According to Serocki, creating an acoustically recognisable musical form by means of different colors would only possible when “one composes with these colors”. He also claimed that any given type of colour “should be applied only once” in one piece of music. He also suggested that sound colors could,
[…] appear as lines of different timbres; their rhythmic progressions – as structures of sound colors; their sound fields – as combinations or complexes of sound colors. Thus, sound colors can be the construction blocks of musical form and are capable of replacing and representing any other music material that was considered important in the past.
( K. Serocki, (1976). Klangfarben als Kompositionsmaterial)
Symphonic Frescoes is one of the first examples in Serocki’s oeuvre of “composing with sound colors” and various combinations of sound-color structures—a tour de force of sonoristic technique.
Serocki: Sound Color and Fresco-like Structure
It is always better to listen to music rather than speak about it. If a composer cannot convince the audience with his music, then words will not help. Today I have spoken many words. But since words will not suffice, I would like to compose, before my life ends, one more such a composition that would be utterly convincing as music alone. This is the hope I live by.
(K. Serocki, (1965) Komponisten-Selbstportrait)
The first time I heard a recording of Symphonic Frescoes I was fascinated not just by the highly diverse set of timbres Serocki used to build his musical expression, but I was also captivated by its musical drama. What I was listening to was his high-energy process of arranging sonorities that, as an activity of motion, shaped a textural-rhythm that flowed at an impulsive pace.
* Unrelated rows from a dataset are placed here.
/// What the parser does with `#...` lines.
#[derive(Debug, Clone, Copy, PartialEq, Eq, Default)]
pub enum DirectivePolicy {
    /// `#include` becomes an `Include` node, every other directive is ignored.
    #[default]
    Skip,
    /// Every directive is reported as an unexpected token.
    Reject,
}

#[derive(Debug, Clone, PartialEq, Eq)]
pub struct Config {
    pub directives: DirectivePolicy,
    /// Pre-declare the functions of known standard headers when they are
    /// included.
    pub builtins: bool,
    /// Let a call resolve against a function declared later in the file.
    pub forward_calls: bool,
}

impl Default for Config {
    fn default() -> Self {
        Self {
            directives: DirectivePolicy::Skip,
            builtins: true,
            forward_calls: false,
        }
    }
}
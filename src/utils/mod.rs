pub mod compilation;
pub mod test_utils;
It’s as if he was grinding his own colors and applying them in mercurial fashion across a mural of abstracted musical form.
One of the fundamental elements of Serocki’s musical language was centered on his idea of “composing with sound colour”. In his works where sound color does play an unequivocal role in the creative process, Serocki’s application of it as a formal element distinctly shows why he considered it one of the most important aspects of his method of composition. In accordance with his personalized system, sound color serves as independent material that can build sequences of sound structures in various configurations. These structures can then be manipulated or layered in various ways, ultimately playing a decisive form-shaping role in a musical work. What’s more, he presented contexts of an adequate way of notating sonic phenomena, and he outlined a prescription of action for performers to play music that used such systems of notation.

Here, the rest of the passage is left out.